[Collected data entries]

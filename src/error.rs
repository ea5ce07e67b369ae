//! Error types for udsocket-rpc.

use std::fmt;
use std::time::Duration;

use serde_json::Value;
use thiserror::Error;

/// Main error type for all channel, codec and listener operations.
#[derive(Debug, Error)]
pub enum RpcError {
    /// I/O error during socket operations.
    #[error("I/O error: {0}")]
    Io(#[from] std::io::Error),

    /// JSON serialization/deserialization error.
    #[error("JSON error: {0}")]
    Json(#[from] serde_json::Error),

    /// Payload exceeds the configured maximum; nothing was written.
    #[error("Payload too large: {size} bytes exceeds maximum {max}")]
    PayloadTooLarge { size: usize, max: usize },

    /// No response arrived before the call deadline.
    #[error("RPC timeout after {}ms (call {id})", timeout.as_millis())]
    Timeout { id: String, timeout: Duration },

    /// The channel is closed; the call was rejected without touching the socket.
    #[error("Channel closed")]
    ChannelClosed,

    /// The peer's handler failed.
    #[error("Remote error: {0}")]
    Remote(RemoteError),

    /// Malformed header, frame or envelope.
    #[error("Protocol error: {0}")]
    Protocol(String),

    /// Invalid configuration value.
    #[error("Configuration error: {0}")]
    Config(String),
}

impl RpcError {
    /// Returns the remote error if this call was rejected by the peer's handler.
    pub fn as_remote(&self) -> Option<&RemoteError> {
        match self {
            RpcError::Remote(remote) => Some(remote),
            _ => None,
        }
    }

    /// True for [`RpcError::Timeout`].
    pub fn is_timeout(&self) -> bool {
        matches!(self, RpcError::Timeout { .. })
    }
}

/// Error reported by the peer in a response envelope's `error` field.
///
/// Structured errors (`{"code": ..., "message": ...}`) expose their code and
/// message; a plain string becomes the message. The verbatim wire value is
/// kept in `raw`.
#[derive(Debug, Clone, PartialEq)]
pub struct RemoteError {
    /// Error code or class, if the peer sent one.
    pub code: Option<String>,
    /// Human readable message.
    pub message: String,
    /// The `error` value exactly as received.
    pub raw: Value,
}

impl RemoteError {
    /// Build from the `error` field of a response envelope.
    pub fn from_wire(value: Value) -> Self {
        let (code, message) = match &value {
            Value::String(s) => (None, s.clone()),
            Value::Object(map) => {
                let code = map.get("code").and_then(scalar_text);
                let message = map
                    .get("message")
                    .and_then(scalar_text)
                    .unwrap_or_else(|| value.to_string());
                (code, message)
            }
            other => (None, other.to_string()),
        };

        Self {
            code,
            message,
            raw: value,
        }
    }

    /// True if the peer sent this exact code.
    pub fn has_code(&self, code: &str) -> bool {
        self.code.as_deref() == Some(code)
    }
}

impl fmt::Display for RemoteError {
    fn fmt(&self, f: &mut fmt::Formatter<'_>) -> fmt::Result {
        match &self.code {
            Some(code) => write!(f, "[{}] {}", code, self.message),
            None => f.write_str(&self.message),
        }
    }
}

impl std::error::Error for RemoteError {}

fn scalar_text(value: &Value) -> Option<String> {
    match value {
        Value::String(s) => Some(s.clone()),
        Value::Number(n) => Some(n.to_string()),
        Value::Bool(b) => Some(b.to_string()),
        _ => None,
    }
}

/// Result type alias using RpcError.
pub type Result<T> = std::result::Result<T, RpcError>;
//! Pending-call table.
//!
//! Each outgoing call registers its id together with a oneshot sender.
//! The entry leaves the table exactly once: by a matching response, by its
//! deadline, by channel closure, or by the caller dropping the wait. All
//! paths go through `HashMap::remove` under one lock, so whichever event
//! comes first wins and the rest find nothing to do.

use std::collections::HashMap;
use std::sync::{Mutex, MutexGuard, PoisonError};
use std::time::Duration;

use serde_json::Value;
use tokio::sync::oneshot;
use tokio::time::Instant;

use crate::error::{Result, RpcError};

/// Completion channel back to the waiting caller.
type PendingCall = oneshot::Sender<Result<Value>>;

/// Map from call id to in-flight call.
///
/// Bounded only by the number of concurrently outstanding calls.
#[derive(Default)]
pub struct PendingCalls {
    calls: Mutex<HashMap<String, PendingCall>>,
}

impl PendingCalls {
    /// Create an empty table.
    pub fn new() -> Self {
        Self::default()
    }

    fn lock(&self) -> MutexGuard<'_, HashMap<String, PendingCall>> {
        self.calls.lock().unwrap_or_else(PoisonError::into_inner)
    }

    /// Register a call and arm its deadline.
    ///
    /// The returned waiter must be awaited (or dropped) by the caller.
    pub fn register(&self, id: impl Into<String>, timeout: Duration) -> PendingResponse<'_> {
        let id = id.into();
        let (tx, rx) = oneshot::channel();
        let deadline = Instant::now() + timeout;

        self.lock().insert(id.clone(), tx);

        PendingResponse {
            table: self,
            id,
            rx,
            timeout,
            deadline,
        }
    }

    /// Complete a call with the peer's data.
    ///
    /// Returns `false` if no call with this id is pending.
    pub fn resolve(&self, id: &str, data: Value) -> bool {
        self.complete(id, Ok(data))
    }

    /// Fail a call.
    ///
    /// Returns `false` if no call with this id is pending.
    pub fn reject(&self, id: &str, err: RpcError) -> bool {
        self.complete(id, Err(err))
    }

    fn complete(&self, id: &str, outcome: Result<Value>) -> bool {
        match self.lock().remove(id) {
            Some(tx) => {
                // Receiver gone means the caller already stopped waiting
                let _ = tx.send(outcome);
                true
            }
            None => false,
        }
    }

    /// Remove an entry without completing it.
    fn remove(&self, id: &str) -> bool {
        self.lock().remove(id).is_some()
    }

    /// Fail every pending call, e.g. when the channel closes.
    ///
    /// Returns the number of calls failed.
    pub fn fail_all<F>(&self, make_err: F) -> usize
    where
        F: Fn() -> RpcError,
    {
        let drained: Vec<PendingCall> = self.lock().drain().map(|(_, call)| call).collect();
        let count = drained.len();
        for tx in drained {
            let _ = tx.send(Err(make_err()));
        }
        count
    }

    /// Check whether a call is pending.
    pub fn contains(&self, id: &str) -> bool {
        self.lock().contains_key(id)
    }

    /// Number of in-flight calls.
    pub fn len(&self) -> usize {
        self.lock().len()
    }

    /// Check if no calls are in flight.
    pub fn is_empty(&self) -> bool {
        self.lock().is_empty()
    }
}

/// Waiter for one registered call.
///
/// Dropping it before completion removes the call from the table.
#[must_use = "a pending call is only observed by awaiting `wait`"]
pub struct PendingResponse<'a> {
    table: &'a PendingCalls,
    id: String,
    rx: oneshot::Receiver<Result<Value>>,
    timeout: Duration,
    deadline: Instant,
}

impl PendingResponse<'_> {
    /// Id this waiter is registered under.
    pub fn id(&self) -> &str {
        &self.id
    }

    /// When this call times out.
    pub fn deadline(&self) -> Instant {
        self.deadline
    }

    /// Wait for the response, the deadline, or channel closure.
    pub async fn wait(mut self) -> Result<Value> {
        match tokio::time::timeout_at(self.deadline, &mut self.rx).await {
            Ok(Ok(outcome)) => outcome,
            Ok(Err(_)) => Err(RpcError::ChannelClosed),
            Err(_) => {
                if self.table.remove(&self.id) {
                    tracing::warn!(
                        "Call {} timed out after {}ms",
                        self.id,
                        self.timeout.as_millis()
                    );
                    return Err(RpcError::Timeout {
                        id: self.id.clone(),
                        timeout: self.timeout,
                    });
                }

                // Completed between the deadline firing and the removal
                match self.rx.try_recv() {
                    Ok(outcome) => outcome,
                    Err(_) => Err(RpcError::ChannelClosed),
                }
            }
        }
    }
}

impl Drop for PendingResponse<'_> {
    fn drop(&mut self) {
        self.table.remove(&self.id);
    }
}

# Exercise objective
Line by line, output the records exactly as given.

# Solution for this problem
filename src/error.rs
repository ea5ce07e67b369ae
//! Error types for udsocket-rpc.

use std::fmt;
use std::time::Duration;

use serde_json::Value;
use thiserror::Error;

/// Main error type for all channel, codec and listener operations.
#[derive(Debug, Error)]
pub enum RpcError {
    /// I/O error during socket operations.
    #[error("I/O error: {0}")]
    Io(#[from] std::io::Error),

    /// JSON serialization/deserialization error.
    #[error("JSON error: {0}")]
    Json(#[from] serde_json::Error),

    /// Payload exceeds the configured maximum; nothing was written.
    #[error("Payload too large: {size} bytes exceeds maximum {max}")]
    PayloadTooLarge { size: usize, max: usize },

    /// No response arrived before the call deadline.
    #[error("RPC timeout after {}ms (call {id})", timeout.as_millis())]
    Timeout { id: String, timeout: Duration },

    /// The channel is closed; the call was rejected without touching the socket.
    #[error("Channel closed")]
    ChannelClosed,

    /// The peer's handler failed.
    #[error("Remote error: {0}")]
    Remote(RemoteError),

    /// Malformed header, frame or envelope.
    #[error("Protocol error: {0}")]
    Protocol(String),

    /// Invalid configuration value.
    #[error("Configuration error: {0}")]
    Config(String),
}

impl RpcError {
    /// Returns the remote error if this call was rejected by the peer's handler.
    pub fn as_remote(&self) -> Option<&RemoteError> {
        match self {
            RpcError::Remote(remote) => Some(remote),
            _ => None,
        }
    }

    /// True for [`RpcError::Timeout`].
    pub fn is_timeout(&self) -> bool {
        matches!(self, RpcError::Timeout { .. })
    }
}

/// Error reported by the peer in a response envelope's `error` field.
///
/// Structured errors (`{"code": ..., "message": ...}`) expose their code and
/// message; a plain string becomes the message. The verbatim wire value is
/// kept in `raw`.
#[derive(Debug, Clone, PartialEq)]
pub struct RemoteError {
    /// Error code or class, if the peer sent one.
    pub code: Option<String>,
    /// Human readable message.
    pub message: String,
    /// The `error` value exactly as received.
    pub raw: Value,
}

impl RemoteError {
    /// Build from the `error` field of a response envelope.
    pub fn from_wire(value: Value) -> Self {
        let (code, message) = match &value {
            Value::String(s) => (None, s.clone()),
            Value::Object(map) => {
                let code = map.get("code").and_then(scalar_text);
                let message = map
                    .get("message")
                    .and_then(scalar_text)
                    .unwrap_or_else(|| value.to_string());
                (code, message)
            }
            other => (None, other.to_string()),
        };

        Self {
            code,
            message,
            raw: value,
        }
    }

    /// True if the peer sent this exact code.
    pub fn has_code(&self, code: &str) -> bool {
        self.code.as_deref() == Some(code)
    }
}

impl fmt::Display for RemoteError {
    fn fmt(&self, f: &mut fmt::Formatter<'_>) -> fmt::Result {
        match &self.code {
            Some(code) => write!(f, "[{}] {}", code, self.message),
            None => f.write_str(&self.message),
        }
    }
}

impl std::error::Error for RemoteError {}

fn scalar_text(value: &Value) -> Option<String> {
    match value {
        Value::String(s) => Some(s.clone()),
        Value::Number(n) => Some(n.to_string()),
        Value::Bool(b) => Some(b.to_string()),
        _ => None,
    }
}

/// Result type alias using RpcError.
pub type Result<T> = std::result::Result<T, RpcError>;
//! Pending-call table.
//!
//! Each outgoing call registers its id together with a oneshot sender.
//! The entry leaves the table exactly once: by a matching response, by its
//! deadline, by channel closure, or by the caller dropping the wait. All
//! paths go through `HashMap::remove` under one lock, so whichever event
//! comes first wins and the rest find nothing to do.

use std::collections::HashMap;
use std::sync::{Mutex, MutexGuard, PoisonError};
use std::time::Duration;

use serde_json::Value;
use tokio::sync::oneshot;
use tokio::time::Instant;

use crate::error::{Result, RpcError};

/// Completion channel back to the waiting caller.
type PendingCall = oneshot::Sender<Result<Value>>;

/// Map from call id to in-flight call.
///
/// Bounded only by the number of concurrently outstanding calls.
#[derive(Default)]
pub struct PendingCalls {
    calls: Mutex<HashMap<String, PendingCall>>,
}

impl PendingCalls {
    /// Create an empty table.
    pub fn new() -> Self {
        Self::default()
    }

    fn lock(&self) -> MutexGuard<'_, HashMap<String, PendingCall>> {
        self.calls.lock().unwrap_or_else(PoisonError::into_inner)
    }

    /// Register a call and arm its deadline.
    ///
    /// The returned waiter must be awaited (or dropped) by the caller.
    pub fn register(&self, id: impl Into<String>, timeout: Duration) -> PendingResponse<'_> {
        let id = id.into();
        let (tx, rx) = oneshot::channel();
        let deadline = Instant::now() + timeout;

        self.lock().insert(id.clone(), tx);

        PendingResponse {
            table: self,
            id,
            rx,
            timeout,
            deadline,
        }
    }

    /// Complete a call with the peer's data.
    ///
    /// Returns `false` if no call with this id is pending.
    pub fn resolve(&self, id: &str, data: Value) -> bool {
        self.complete(id, Ok(data))
    }

    /// Fail a call.
    ///
    /// Returns `false` if no call with this id is pending.
    pub fn reject(&self, id: &str, err: RpcError) -> bool {
        self.complete(id, Err(err))
    }

    fn complete(&self, id: &str, outcome: Result<Value>) -> bool {
        match self.lock().remove(id) {
            Some(tx) => {
                // Receiver gone means the caller already stopped waiting
                let _ = tx.send(outcome);
                true
            }
            None => false,
        }
    }

    /// Remove an entry without completing it.
    fn remove(&self, id: &str) -> bool {
        self.lock().remove(id).is_some()
    }

    /// Fail every pending call, e.g. when the channel closes.
    ///
    /// Returns the number of calls failed.
    pub fn fail_all<F>(&self, make_err: F) -> usize
    where
        F: Fn() -> RpcError,
    {
        let drained: Vec<PendingCall> = self.lock().drain().map(|(_, call)| call).collect();
        let count = drained.len();
        for tx in drained {
            let _ = tx.send(Err(make_err()));
        }
        count
    }

    /// Check whether a call is pending.
    pub fn contains(&self, id: &str) -> bool {
        self.lock().contains_key(id)
    }

    /// Number of in-flight calls.
    pub fn len(&self) -> usize {
        self.lock().len()
    }

    /// Check if no calls are in flight.
    pub fn is_empty(&self) -> bool {
        self.lock().is_empty()
    }
}

/// Waiter for one registered call.
///
/// Dropping it before completion removes the call from the table.
#[must_use = "a pending call is only observed by awaiting `wait`"]
pub struct PendingResponse<'a> {
    table: &'a PendingCalls,
    id: String,
    rx: oneshot::Receiver<Result<Value>>,
    timeout: Duration,
    deadline: Instant,
}

impl PendingResponse<'_> {
    /// Id this waiter is registered under.
    pub fn id(&self) -> &str {
        &self.id
    }

    /// When this call times out.
    pub fn deadline(&self) -> Instant {
        self.deadline
    }

    /// Wait for the response, the deadline, or channel closure.
    pub async fn wait(mut self) -> Result<Value> {
        match tokio::time::timeout_at(self.deadline, &mut self.rx).await {
            Ok(Ok(outcome)) => outcome,
            Ok(Err(_)) => Err(RpcError::ChannelClosed),
            Err(_) => {
                if self.table.remove(&self.id) {
                    tracing::warn!(
                        "Call {} timed out after {}ms",
                        self.id,
                        self.timeout.as_millis()
                    );
                    return Err(RpcError::Timeout {
                        id: self.id.clone(),
                        timeout: self.timeout,
                    });
                }

                // Completed between the deadline firing and the removal
                match self.rx.try_recv() {
                    Ok(outcome) => outcome,
                    Err(_) => Err(RpcError::ChannelClosed),
                }
            }
        }
    }
}

impl Drop for PendingResponse<'_> {
    fn drop(&mut self) {
        self.table.remove(&self.id);
    }
}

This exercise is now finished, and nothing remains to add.